Client-side PDF processing runs in the browser's JavaScript engine, which introduces performance constraints:

Memory: A 100-page PDF might consume 200-500MB of memory when fully loaded. For large documents, process pages sequentially rather than loading everything at once.

Web Workers: pdf.js supports Web Worker-based rendering, which moves the CPU-intensive parsing and rendering off the main thread. This prevents the UI from freezing during heavy operations:

pdfjsLib.GlobalWorkerOptions.workerSrc = '/pdf.worker.min.js';

Canvas size limits: Browsers impose limits on canvas dimensions (typically 16384x16384 pixels). High-DPI rendering of large pages may exceed these limits. Scale appropriately.

File size handling: Use the File API and ArrayBuffers for efficient binary data handling. Avoid converting entire files to Base64 strings, which increases memory usage by 33%.

Text Extraction: Making PDFs Searchable

Extracting text from PDFs is critical for search, accessibility, and content processing:

const page = await pdf.getPage(pageNum);
const textContent = await page.getTextContent();
const text = textContent.items
  .map(item => item.str)
  .join(' ');

However, text extraction has limitations:

Scanned PDFs: If the PDF is a scanned image (no embedded text layer), text extraction returns nothing.
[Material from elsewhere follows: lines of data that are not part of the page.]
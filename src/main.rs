use std::sync::Arc;
use std::time::Duration;

use tokio::sync::watch;
use tracing::{error, info};
use tracing_subscriber::EnvFilter;

use salvage_arena_server::config::ServerConfig;
use salvage_arena_server::metrics::{self, Metrics};
use salvage_arena_server::net::gateway::ProtocolGateway;
use salvage_arena_server::net::server_loop::{inbound_queue, start_simulation_loop};
use salvage_arena_server::net::transport::WebTransportServer;

#[tokio::main]
async fn main() -> anyhow::Result<()> {
    // Load .env file if present
    dotenvy::dotenv().ok();

    tracing_subscriber::fmt()
        .with_env_filter(EnvFilter::try_from_default_env().unwrap_or_else(|_| EnvFilter::new("info")))
        .with_target(false)
        .init();

    info!("Salvage Arena Server v{}", env!("CARGO_PKG_VERSION"));

    let config = ServerConfig::load_or_default();
    config.validate().map_err(anyhow::Error::msg)?;
    info!(
        "Configuration loaded: {}:{}, max_rooms={}, capacity={}, {} Hz",
        config.bind_address, config.port, config.max_rooms, config.room_capacity, config.tick_rate
    );

    let metrics = Arc::new(Metrics::new());

    let metrics_clone = metrics.clone();
    let metrics_port = config.metrics_port;
    tokio::spawn(async move {
        if let Err(e) = metrics::start_metrics_server(metrics_clone, metrics_port).await {
            error!("Metrics server error: {}", e);
        }
    });

    let (inbound_tx, inbound_rx) = inbound_queue();
    let (stop, shutdown) = watch::channel(false);
    let gateway = ProtocolGateway::new(&config, metrics.clone());
    let simulation = start_simulation_loop(
        gateway,
        inbound_rx,
        config.tick_ms(),
        metrics.clone(),
        shutdown,
    );

    let server = WebTransportServer::new(config.clone(), inbound_tx, metrics.clone()).await?;
    info!("Server ready on https://{}", server.bind_addr());
    info!("Certificate hash: {}", server.cert_hash());

    tokio::select! {
        result = server.run() => {
            if let Err(e) = result {
                error!("Server error: {}", e);
            }
        }
        result = tokio::signal::ctrl_c() => {
            match result {
                Ok(()) => info!("Shutdown signal received"),
                Err(e) => error!("Failed to listen for shutdown signal: {}", e),
            }
        }
    }

    stop.send(true).ok();
    if tokio::time::timeout(Duration::from_secs(5), simulation).await.is_err() {
        error!("Simulation loop did not stop in time");
    }
    info!("Server stopped");

    Ok(())
}
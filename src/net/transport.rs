//! WebTransport server
//!
//! Each session carries one bidirectional stream of length-prefixed JSON
//! messages. The transport decodes inbound frames and pushes them onto the
//! simulation queue; outbound frames arrive over the per-connection channel
//! registered with the hub.

use std::net::SocketAddr;
use std::sync::atomic::{AtomicU64, Ordering};
use std::sync::Arc;

use crossbeam_channel::{Sender, TrySendError};
use tracing::{debug, info, warn};
use wtransport::endpoint::IncomingSession;
use wtransport::{Endpoint, RecvStream};

use crate::config::ServerConfig;
use crate::lobby::identity::ConnectionId;
use crate::metrics::Metrics;
use crate::net::connection::outbound_channel;
use crate::net::framing::{read_message, write_message, FramingError};
use crate::net::gateway::Inbound;
use crate::net::protocol::{decode_client, Incoming};
use crate::net::tls::TlsConfig;

pub struct WebTransportServer {
    config: ServerConfig,
    tls_config: TlsConfig,
    inbound: Sender<Inbound>,
    metrics: Arc<Metrics>,
    next_connection: AtomicU64,
}

impl WebTransportServer {
    pub async fn new(
        config: ServerConfig,
        inbound: Sender<Inbound>,
        metrics: Arc<Metrics>,
    ) -> anyhow::Result<Self> {
        let tls_config = TlsConfig::load(&config).await?;
        Ok(Self {
            config,
            tls_config,
            inbound,
            metrics,
            next_connection: AtomicU64::new(1),
        })
    }

    /// Certificate hash for client pinning
    pub fn cert_hash(&self) -> &str {
        &self.tls_config.cert_hash
    }

    pub fn bind_addr(&self) -> SocketAddr {
        SocketAddr::new(self.config.bind_address, self.config.port)
    }

    pub async fn run(self) -> anyhow::Result<()> {
        let builder = wtransport::ServerConfig::builder();
        // Unspecified address binds dual-stack (IPv4 + IPv6)
        let builder = if self.config.bind_address.is_unspecified() {
            builder.with_bind_default(self.config.port)
        } else {
            builder.with_bind_address(self.bind_addr())
        };
        let server_config = builder.with_identity(self.tls_config.identity).build();

        let server = Endpoint::server(server_config)?;
        info!("WebTransport server listening on port {}", self.config.port);

        loop {
            let incoming = server.accept().await;
            let connection = self.next_connection.fetch_add(1, Ordering::Relaxed);
            let inbound = self.inbound.clone();
            let metrics = self.metrics.clone();

            tokio::spawn(async move {
                if let Err(e) = handle_connection(incoming, connection, inbound, metrics).await {
                    warn!("Connection {} error: {}", connection, e);
                }
            });
        }
    }
}

async fn handle_connection(
    incoming: IncomingSession,
    connection: ConnectionId,
    inbound: Sender<Inbound>,
    metrics: Arc<Metrics>,
) -> anyhow::Result<()> {
    let request = incoming.await?;
    debug!(
        "Session request from {:?}, path {}, connection {}",
        request.authority(),
        request.path(),
        connection
    );

    let session = request.accept().await?;
    let (mut send, mut recv) = session.accept_bi().await?;

    let (sender, mut outbound) = outbound_channel();
    enqueue_lifecycle(&inbound, Inbound::Connected { connection, sender }).await;

    // The hub drops the sender on unregister, which ends this task
    let writer = tokio::spawn(async move {
        while let Some(frame) = outbound.recv().await {
            if let Err(e) = write_message(&mut send, &frame).await {
                debug!("Write to connection {} failed: {}", connection, e);
                break;
            }
        }
    });

    let result = read_loop(connection, &mut recv, &inbound, &metrics).await;

    writer.abort();
    enqueue_lifecycle(&inbound, Inbound::Disconnected { connection }).await;
    result
}

async fn read_loop(
    connection: ConnectionId,
    recv: &mut RecvStream,
    inbound: &Sender<Inbound>,
    metrics: &Metrics,
) -> anyhow::Result<()> {
    loop {
        let payload = match read_message(recv).await {
            Ok(payload) => payload,
            Err(FramingError::ConnectionClosed) => return Ok(()),
            Err(e) => return Err(e.into()),
        };

        let event = match decode_client(&payload) {
            Ok(Incoming::Message(message)) => Inbound::Message {
                connection,
                message,
                bytes: payload.len(),
            },
            Ok(Incoming::Unknown(kind)) => Inbound::Unknown { connection, kind },
            Err(e) => Inbound::Malformed {
                connection,
                reason: e.to_string(),
            },
        };

        match inbound.try_send(event) {
            Ok(()) => {}
            Err(TrySendError::Full(_)) => {
                metrics.invalid_requests.fetch_add(1, Ordering::Relaxed);
                warn!("Inbound queue full, dropped message from connection {}", connection);
            }
            Err(TrySendError::Disconnected(_)) => return Ok(()),
        }
    }
}

/// Lifecycle events must not be lost, so they wait for queue space
async fn enqueue_lifecycle(inbound: &Sender<Inbound>, event: Inbound) {
    let inbound = inbound.clone();
    match tokio::task::spawn_blocking(move || inbound.send(event)).await {
        Ok(Ok(())) => {}
        Ok(Err(_)) => debug!("Simulation loop is gone"),
        Err(e) => warn!("Lifecycle enqueue failed: {}", e),
    }
}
You need OCR (Optical Character Recognition) for scanned documents.
Complex layouts: Multi-column layouts, tables, and rotated text may extract in unexpected order.
Custom fonts: Some PDFs use custom font encodings that may produce garbled text output.

Security Considerations

Even with client-side processing, security matters:

Content Security Policy (CSP): pdf.js uses Web Workers and dynamically creates elements. Ensure your CSP allows worker-src and script-src for the pdf.js worker script.

Malicious PDFs: PDF is a complex format that has historically been used to exploit vulnerabilities. pdf.js sandboxes its rendering in the browser, but always process untrusted PDFs in an isolated context.

Encrypted PDFs: pdf-lib supports loading password-protected PDFs if you provide the correct password. The decryption happens in-browser using the PDF specification's encryption algorithms (RC4 or AES).

The Future of Client-Side PDF

WebAssembly (Wasm) is opening new possibilities for client-side PDF processing. Libraries originally written in C/C++ (like Poppler and MuPDF) are being compiled to Wasm, bringing near-native performance to the browser. This means operations that currently require a server — like OCR, advanced text extraction, and form flattening — are becoming feasible in the browser.

Summary

Modern JavaScript libraries make it possible to render, create, merge, split, and analyze PDF documents entirely in the browser. pdf.js handles rendering and text extraction, while pdf-lib handles structural manipulation. This approach provides superior privacy (files never leave the device), eliminates server costs, and works offline. As WebAssembly matures, even more advanced PDF operations will become client-side first.